» **Data under study**:
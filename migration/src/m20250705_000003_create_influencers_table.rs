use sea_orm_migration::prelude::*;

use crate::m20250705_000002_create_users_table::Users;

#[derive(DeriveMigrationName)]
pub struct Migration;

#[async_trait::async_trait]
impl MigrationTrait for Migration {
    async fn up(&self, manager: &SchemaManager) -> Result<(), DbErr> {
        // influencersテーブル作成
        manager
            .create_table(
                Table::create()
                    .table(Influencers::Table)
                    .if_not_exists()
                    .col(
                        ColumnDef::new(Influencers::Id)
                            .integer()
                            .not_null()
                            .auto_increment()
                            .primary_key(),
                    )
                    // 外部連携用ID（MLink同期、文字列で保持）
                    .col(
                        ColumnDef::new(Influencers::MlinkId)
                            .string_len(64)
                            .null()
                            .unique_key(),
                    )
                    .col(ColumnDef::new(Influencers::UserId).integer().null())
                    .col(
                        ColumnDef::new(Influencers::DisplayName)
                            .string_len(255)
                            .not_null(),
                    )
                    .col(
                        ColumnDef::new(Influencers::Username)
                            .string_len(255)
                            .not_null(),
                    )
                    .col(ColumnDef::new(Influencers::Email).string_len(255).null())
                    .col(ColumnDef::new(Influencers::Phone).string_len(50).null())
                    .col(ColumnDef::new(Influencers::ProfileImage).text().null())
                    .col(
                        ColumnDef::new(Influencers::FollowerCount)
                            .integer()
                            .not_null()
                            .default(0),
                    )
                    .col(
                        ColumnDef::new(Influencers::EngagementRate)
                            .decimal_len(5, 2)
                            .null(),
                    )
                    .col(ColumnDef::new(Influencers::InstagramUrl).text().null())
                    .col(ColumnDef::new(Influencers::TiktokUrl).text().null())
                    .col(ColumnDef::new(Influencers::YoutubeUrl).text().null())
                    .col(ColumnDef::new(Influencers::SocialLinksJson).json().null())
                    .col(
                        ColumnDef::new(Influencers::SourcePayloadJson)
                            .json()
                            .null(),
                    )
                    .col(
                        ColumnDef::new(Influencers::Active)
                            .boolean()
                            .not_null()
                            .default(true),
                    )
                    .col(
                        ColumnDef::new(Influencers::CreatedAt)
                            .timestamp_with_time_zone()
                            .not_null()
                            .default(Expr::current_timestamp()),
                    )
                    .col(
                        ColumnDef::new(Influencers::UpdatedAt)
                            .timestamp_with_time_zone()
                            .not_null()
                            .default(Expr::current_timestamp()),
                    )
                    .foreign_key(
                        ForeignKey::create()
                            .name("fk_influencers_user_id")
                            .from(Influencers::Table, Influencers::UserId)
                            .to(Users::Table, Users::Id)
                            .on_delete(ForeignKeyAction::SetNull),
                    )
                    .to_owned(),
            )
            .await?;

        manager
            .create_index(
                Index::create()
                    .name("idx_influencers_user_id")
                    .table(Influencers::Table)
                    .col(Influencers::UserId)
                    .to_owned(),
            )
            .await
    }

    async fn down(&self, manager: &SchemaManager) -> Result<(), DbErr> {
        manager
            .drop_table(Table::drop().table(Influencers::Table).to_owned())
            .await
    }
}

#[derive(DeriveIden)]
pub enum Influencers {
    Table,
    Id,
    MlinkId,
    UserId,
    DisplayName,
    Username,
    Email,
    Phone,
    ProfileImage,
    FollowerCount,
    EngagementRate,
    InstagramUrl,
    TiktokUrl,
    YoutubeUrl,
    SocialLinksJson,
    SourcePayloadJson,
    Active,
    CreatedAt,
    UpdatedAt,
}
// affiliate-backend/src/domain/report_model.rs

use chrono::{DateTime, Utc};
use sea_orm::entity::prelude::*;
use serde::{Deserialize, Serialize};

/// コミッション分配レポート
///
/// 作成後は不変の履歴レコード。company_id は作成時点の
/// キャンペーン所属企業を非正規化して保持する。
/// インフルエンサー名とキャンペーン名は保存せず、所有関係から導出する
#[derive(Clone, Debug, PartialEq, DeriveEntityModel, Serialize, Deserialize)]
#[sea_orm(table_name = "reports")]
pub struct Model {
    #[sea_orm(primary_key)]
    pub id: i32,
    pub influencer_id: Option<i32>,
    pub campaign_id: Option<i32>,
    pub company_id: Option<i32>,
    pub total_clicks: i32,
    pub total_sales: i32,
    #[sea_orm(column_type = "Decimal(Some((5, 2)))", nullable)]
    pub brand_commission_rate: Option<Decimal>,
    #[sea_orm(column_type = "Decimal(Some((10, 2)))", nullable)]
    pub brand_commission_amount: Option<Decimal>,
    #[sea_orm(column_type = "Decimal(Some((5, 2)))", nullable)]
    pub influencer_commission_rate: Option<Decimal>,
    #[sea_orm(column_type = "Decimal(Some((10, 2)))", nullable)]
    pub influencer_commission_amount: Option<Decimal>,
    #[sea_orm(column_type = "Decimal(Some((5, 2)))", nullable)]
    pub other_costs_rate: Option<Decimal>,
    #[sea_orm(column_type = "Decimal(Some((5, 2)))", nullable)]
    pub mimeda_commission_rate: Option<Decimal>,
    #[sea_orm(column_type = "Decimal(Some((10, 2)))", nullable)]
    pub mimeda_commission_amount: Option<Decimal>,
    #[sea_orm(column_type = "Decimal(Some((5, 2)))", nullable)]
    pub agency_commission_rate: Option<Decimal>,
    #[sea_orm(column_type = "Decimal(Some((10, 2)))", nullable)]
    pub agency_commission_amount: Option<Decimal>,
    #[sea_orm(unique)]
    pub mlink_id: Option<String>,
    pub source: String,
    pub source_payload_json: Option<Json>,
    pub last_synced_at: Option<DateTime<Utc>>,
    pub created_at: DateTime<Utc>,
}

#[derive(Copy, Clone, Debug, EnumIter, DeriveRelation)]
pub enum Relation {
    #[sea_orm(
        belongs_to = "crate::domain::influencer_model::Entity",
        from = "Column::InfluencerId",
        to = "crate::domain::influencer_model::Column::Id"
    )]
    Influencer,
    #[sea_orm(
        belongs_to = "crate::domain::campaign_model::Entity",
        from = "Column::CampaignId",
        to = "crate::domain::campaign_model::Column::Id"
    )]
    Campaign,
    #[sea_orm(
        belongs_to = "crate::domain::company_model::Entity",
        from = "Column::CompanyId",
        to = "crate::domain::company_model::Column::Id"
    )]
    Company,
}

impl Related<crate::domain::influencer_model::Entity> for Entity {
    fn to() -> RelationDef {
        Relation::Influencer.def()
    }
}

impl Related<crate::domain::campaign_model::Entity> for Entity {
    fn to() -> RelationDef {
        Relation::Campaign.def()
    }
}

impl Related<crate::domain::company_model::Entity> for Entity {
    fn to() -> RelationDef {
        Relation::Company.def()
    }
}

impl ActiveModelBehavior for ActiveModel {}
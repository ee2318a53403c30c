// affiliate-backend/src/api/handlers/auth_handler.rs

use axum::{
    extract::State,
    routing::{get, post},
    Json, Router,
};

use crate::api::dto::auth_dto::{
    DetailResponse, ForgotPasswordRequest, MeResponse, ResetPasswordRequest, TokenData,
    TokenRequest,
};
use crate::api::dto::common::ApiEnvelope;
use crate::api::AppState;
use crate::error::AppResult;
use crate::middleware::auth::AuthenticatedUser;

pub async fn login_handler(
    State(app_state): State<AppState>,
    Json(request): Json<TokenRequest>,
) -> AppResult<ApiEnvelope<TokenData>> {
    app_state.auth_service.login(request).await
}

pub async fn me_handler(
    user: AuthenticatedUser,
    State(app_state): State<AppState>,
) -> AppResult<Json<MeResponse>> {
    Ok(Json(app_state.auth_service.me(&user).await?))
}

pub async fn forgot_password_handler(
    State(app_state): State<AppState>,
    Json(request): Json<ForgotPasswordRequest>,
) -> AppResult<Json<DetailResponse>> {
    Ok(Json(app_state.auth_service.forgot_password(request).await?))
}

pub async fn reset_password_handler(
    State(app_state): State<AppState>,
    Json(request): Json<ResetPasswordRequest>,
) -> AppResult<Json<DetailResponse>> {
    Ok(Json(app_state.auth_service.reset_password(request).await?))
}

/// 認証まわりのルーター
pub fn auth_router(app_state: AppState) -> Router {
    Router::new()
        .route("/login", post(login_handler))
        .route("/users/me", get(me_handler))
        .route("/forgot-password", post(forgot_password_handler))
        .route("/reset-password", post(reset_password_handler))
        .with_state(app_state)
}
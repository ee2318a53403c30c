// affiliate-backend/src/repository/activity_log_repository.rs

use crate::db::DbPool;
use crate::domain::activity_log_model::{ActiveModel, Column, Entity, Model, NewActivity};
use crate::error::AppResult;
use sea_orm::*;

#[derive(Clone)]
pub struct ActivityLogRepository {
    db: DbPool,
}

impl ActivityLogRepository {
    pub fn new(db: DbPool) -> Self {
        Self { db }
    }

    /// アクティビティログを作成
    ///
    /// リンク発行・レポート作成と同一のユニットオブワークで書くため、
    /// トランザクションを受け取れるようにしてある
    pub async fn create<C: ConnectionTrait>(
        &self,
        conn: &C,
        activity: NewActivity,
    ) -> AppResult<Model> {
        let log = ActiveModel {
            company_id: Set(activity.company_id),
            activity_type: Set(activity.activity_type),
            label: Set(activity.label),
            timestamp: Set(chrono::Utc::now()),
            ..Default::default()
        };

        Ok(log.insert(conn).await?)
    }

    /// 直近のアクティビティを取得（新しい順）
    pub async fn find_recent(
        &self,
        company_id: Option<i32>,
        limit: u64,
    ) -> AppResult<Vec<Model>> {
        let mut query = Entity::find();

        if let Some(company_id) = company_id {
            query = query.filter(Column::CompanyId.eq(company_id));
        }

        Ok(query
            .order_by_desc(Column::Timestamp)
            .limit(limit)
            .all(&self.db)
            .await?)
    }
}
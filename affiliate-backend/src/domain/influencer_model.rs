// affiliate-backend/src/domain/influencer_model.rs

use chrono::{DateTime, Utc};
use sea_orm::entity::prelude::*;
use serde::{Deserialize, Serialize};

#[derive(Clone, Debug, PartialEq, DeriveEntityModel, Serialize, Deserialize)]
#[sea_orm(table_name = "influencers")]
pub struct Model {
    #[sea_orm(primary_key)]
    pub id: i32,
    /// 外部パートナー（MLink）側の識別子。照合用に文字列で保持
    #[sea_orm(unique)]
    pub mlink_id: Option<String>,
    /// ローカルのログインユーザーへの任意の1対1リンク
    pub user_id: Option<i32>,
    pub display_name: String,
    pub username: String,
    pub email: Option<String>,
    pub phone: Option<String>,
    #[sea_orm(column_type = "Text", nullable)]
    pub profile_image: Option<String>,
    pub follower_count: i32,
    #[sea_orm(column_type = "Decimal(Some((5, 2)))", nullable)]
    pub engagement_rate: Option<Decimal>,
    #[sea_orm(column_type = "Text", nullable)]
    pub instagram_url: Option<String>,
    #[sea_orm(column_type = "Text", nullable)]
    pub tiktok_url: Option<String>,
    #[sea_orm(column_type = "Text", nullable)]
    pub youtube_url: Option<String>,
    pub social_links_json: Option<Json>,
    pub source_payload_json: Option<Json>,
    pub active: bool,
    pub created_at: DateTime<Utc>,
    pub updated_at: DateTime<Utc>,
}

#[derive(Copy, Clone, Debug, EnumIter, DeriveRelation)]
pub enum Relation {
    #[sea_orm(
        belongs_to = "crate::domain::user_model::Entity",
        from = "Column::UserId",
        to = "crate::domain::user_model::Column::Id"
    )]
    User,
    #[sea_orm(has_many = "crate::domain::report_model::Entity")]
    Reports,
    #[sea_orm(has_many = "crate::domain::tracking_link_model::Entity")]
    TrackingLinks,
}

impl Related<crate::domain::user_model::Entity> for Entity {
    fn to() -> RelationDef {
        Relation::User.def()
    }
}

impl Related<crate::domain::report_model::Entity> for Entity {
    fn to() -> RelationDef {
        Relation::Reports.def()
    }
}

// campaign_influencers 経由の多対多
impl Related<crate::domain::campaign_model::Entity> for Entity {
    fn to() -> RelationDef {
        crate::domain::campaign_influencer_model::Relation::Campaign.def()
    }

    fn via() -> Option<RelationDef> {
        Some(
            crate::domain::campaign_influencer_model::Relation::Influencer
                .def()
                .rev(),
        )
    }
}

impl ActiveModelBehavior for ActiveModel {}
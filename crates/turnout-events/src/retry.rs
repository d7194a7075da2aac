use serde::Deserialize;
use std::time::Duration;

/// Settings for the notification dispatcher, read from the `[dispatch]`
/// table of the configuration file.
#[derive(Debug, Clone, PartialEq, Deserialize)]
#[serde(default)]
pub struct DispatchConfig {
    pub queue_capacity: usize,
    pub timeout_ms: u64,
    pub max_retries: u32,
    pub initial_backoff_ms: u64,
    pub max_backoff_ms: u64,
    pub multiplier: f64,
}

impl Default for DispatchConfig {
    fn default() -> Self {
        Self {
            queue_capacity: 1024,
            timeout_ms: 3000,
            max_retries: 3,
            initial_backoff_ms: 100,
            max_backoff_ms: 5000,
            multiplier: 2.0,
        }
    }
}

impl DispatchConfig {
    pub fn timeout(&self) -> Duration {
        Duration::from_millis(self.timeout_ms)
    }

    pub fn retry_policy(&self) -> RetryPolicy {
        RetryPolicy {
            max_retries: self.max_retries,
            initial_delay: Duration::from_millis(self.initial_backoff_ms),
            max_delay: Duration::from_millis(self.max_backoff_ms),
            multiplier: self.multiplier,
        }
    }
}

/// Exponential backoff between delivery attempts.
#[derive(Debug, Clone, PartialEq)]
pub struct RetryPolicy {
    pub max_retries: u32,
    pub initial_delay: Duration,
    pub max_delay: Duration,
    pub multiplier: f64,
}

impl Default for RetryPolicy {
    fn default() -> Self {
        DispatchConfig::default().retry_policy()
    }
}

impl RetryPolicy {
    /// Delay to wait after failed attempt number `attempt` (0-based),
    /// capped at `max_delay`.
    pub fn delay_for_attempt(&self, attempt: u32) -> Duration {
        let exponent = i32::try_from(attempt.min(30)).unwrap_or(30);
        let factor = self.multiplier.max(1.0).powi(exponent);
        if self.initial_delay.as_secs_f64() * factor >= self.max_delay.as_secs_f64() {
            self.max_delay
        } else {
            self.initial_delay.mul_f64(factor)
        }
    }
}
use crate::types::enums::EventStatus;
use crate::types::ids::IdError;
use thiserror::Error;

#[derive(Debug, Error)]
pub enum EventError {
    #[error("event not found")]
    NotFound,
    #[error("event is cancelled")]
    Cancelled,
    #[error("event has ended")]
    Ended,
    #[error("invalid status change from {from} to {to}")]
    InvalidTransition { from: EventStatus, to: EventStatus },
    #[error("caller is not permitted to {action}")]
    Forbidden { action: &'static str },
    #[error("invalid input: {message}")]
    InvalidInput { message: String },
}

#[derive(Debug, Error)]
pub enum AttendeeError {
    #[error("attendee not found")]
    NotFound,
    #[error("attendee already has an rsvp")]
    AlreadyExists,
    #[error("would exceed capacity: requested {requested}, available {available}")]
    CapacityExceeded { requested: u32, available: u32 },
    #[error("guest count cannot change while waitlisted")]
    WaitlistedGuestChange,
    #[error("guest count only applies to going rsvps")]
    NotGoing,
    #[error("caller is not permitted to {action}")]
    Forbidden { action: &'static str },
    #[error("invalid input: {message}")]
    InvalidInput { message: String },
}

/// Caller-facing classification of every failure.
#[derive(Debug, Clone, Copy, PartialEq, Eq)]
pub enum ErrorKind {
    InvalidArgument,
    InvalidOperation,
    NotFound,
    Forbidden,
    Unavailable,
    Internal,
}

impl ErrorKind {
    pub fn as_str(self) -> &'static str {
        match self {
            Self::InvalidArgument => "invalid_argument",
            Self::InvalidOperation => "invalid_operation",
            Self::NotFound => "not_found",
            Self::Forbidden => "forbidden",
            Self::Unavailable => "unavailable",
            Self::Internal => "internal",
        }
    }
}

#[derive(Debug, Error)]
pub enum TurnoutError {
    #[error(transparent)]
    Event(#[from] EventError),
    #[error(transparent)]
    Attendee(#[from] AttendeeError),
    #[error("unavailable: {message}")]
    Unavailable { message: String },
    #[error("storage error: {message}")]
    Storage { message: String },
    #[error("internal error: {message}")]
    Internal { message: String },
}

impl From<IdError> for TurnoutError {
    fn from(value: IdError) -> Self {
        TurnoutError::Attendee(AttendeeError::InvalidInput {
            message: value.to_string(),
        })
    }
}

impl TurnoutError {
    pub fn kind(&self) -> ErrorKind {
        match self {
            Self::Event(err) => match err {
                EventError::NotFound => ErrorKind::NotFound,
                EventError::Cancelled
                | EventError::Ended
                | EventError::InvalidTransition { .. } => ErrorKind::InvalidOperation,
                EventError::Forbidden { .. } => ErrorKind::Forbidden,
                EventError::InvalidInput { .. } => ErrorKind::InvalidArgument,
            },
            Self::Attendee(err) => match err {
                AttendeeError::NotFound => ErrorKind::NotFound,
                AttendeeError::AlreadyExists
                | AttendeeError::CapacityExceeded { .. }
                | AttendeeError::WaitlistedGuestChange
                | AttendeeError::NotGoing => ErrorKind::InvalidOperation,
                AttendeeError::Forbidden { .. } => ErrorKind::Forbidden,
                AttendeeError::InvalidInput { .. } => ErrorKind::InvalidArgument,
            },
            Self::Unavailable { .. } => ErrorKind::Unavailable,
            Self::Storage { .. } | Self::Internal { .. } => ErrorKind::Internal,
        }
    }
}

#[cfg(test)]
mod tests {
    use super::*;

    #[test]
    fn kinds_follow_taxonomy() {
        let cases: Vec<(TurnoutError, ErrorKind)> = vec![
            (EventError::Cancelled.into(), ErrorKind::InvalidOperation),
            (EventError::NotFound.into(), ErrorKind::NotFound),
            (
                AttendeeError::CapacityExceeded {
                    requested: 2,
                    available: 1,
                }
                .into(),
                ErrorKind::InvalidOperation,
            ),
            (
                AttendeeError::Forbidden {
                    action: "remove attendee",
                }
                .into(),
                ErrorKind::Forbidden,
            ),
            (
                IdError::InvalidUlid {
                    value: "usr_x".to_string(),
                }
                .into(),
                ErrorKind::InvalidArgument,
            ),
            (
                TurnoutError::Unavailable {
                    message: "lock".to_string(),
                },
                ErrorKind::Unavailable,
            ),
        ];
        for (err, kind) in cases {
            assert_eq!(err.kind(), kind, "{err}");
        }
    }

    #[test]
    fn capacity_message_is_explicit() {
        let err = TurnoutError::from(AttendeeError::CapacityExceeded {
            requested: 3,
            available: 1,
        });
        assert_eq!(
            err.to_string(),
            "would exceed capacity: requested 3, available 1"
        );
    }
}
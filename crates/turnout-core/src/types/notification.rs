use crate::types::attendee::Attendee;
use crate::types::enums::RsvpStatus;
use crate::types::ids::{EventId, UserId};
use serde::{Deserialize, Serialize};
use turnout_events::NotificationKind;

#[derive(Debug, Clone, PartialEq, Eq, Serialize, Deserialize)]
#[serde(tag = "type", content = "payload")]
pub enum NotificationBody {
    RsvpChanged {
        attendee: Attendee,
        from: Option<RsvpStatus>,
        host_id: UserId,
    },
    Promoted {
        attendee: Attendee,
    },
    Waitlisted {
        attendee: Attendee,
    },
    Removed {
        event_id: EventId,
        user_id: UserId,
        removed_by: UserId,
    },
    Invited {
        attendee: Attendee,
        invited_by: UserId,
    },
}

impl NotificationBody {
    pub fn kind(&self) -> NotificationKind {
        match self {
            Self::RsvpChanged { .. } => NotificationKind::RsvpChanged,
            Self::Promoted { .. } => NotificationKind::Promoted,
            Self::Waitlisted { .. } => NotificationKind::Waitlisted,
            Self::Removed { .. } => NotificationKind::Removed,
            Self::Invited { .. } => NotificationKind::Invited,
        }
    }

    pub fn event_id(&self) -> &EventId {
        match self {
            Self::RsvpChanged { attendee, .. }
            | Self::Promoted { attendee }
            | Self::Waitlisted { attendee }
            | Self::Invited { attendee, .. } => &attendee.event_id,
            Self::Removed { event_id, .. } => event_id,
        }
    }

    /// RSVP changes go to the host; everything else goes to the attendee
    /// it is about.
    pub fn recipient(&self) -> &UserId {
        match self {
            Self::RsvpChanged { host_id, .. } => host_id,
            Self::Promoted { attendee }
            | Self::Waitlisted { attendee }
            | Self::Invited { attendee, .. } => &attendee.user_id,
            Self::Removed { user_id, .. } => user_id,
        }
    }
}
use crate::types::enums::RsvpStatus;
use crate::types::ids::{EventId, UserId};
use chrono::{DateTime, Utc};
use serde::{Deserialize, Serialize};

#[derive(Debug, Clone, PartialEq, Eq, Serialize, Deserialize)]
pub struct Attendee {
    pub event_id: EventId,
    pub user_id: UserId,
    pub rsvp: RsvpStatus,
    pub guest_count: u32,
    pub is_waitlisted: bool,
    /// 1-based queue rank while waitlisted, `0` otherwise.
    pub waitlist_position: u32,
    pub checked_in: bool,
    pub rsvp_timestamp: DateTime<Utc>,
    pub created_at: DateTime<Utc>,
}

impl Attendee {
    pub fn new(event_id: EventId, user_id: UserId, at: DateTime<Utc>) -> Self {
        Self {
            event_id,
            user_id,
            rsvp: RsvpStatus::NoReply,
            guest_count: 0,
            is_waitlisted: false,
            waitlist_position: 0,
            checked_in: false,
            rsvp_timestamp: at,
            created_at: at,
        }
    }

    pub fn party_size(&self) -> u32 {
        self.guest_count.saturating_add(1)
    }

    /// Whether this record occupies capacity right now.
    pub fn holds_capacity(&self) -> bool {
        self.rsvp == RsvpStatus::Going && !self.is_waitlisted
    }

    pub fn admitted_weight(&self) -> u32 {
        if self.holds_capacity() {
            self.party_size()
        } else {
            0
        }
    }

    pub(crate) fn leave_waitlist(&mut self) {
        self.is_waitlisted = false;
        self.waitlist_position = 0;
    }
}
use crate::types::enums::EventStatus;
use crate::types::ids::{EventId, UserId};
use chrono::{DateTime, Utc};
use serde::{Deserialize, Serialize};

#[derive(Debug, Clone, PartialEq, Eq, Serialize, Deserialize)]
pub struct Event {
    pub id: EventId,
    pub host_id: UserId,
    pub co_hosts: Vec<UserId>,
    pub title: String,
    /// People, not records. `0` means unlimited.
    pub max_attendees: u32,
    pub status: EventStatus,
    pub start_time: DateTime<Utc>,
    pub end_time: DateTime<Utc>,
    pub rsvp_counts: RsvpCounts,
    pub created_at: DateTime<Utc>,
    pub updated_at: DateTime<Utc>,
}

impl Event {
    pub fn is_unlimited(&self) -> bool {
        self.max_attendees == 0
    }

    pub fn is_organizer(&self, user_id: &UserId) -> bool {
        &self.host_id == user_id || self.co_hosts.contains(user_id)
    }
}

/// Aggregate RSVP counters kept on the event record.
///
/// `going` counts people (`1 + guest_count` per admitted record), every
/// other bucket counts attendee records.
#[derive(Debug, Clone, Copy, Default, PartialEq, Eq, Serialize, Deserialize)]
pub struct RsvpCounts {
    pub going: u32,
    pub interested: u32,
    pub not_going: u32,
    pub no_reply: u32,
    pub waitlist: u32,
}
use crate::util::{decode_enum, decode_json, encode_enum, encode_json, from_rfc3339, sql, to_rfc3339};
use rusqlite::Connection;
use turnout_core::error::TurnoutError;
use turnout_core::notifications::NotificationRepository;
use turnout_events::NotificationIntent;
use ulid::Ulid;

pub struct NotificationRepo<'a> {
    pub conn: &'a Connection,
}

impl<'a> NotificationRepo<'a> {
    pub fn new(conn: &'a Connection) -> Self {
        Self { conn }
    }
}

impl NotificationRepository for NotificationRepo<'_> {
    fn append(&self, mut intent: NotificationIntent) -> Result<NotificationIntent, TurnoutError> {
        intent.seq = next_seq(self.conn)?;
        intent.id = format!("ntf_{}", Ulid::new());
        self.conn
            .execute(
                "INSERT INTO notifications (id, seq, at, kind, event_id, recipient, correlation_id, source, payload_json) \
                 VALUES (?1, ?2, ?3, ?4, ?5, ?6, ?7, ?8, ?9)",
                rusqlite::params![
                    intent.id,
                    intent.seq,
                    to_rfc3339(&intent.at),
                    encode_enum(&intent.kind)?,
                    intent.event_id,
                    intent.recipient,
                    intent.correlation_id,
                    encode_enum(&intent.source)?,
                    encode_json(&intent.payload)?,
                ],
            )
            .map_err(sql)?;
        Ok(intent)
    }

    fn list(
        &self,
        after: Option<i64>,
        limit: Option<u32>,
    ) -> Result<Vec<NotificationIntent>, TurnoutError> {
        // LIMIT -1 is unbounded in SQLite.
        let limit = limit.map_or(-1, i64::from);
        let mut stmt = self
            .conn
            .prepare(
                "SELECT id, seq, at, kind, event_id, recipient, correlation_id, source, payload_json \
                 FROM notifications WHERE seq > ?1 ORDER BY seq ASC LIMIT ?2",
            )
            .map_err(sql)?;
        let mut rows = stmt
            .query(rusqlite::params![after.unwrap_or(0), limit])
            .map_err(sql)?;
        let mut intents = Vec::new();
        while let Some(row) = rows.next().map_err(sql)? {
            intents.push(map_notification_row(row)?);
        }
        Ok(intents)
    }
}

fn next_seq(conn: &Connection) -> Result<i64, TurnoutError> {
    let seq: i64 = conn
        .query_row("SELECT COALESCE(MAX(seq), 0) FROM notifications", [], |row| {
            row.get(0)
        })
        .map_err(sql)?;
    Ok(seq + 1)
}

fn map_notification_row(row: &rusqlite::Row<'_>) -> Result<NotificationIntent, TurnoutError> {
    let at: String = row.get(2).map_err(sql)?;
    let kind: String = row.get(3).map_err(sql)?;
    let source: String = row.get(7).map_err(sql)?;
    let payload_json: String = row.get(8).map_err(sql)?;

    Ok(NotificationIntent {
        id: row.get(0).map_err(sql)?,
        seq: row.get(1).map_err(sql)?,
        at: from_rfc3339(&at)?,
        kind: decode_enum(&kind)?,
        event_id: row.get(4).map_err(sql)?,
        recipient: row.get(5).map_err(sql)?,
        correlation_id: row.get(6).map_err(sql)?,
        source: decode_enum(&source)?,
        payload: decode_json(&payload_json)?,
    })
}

» **Problem to solve**: Copy out each line of the records above that includes "AuthenticatedUser".

» **Written solution**:
use crate::middleware::auth::AuthenticatedUser;
    user: AuthenticatedUser,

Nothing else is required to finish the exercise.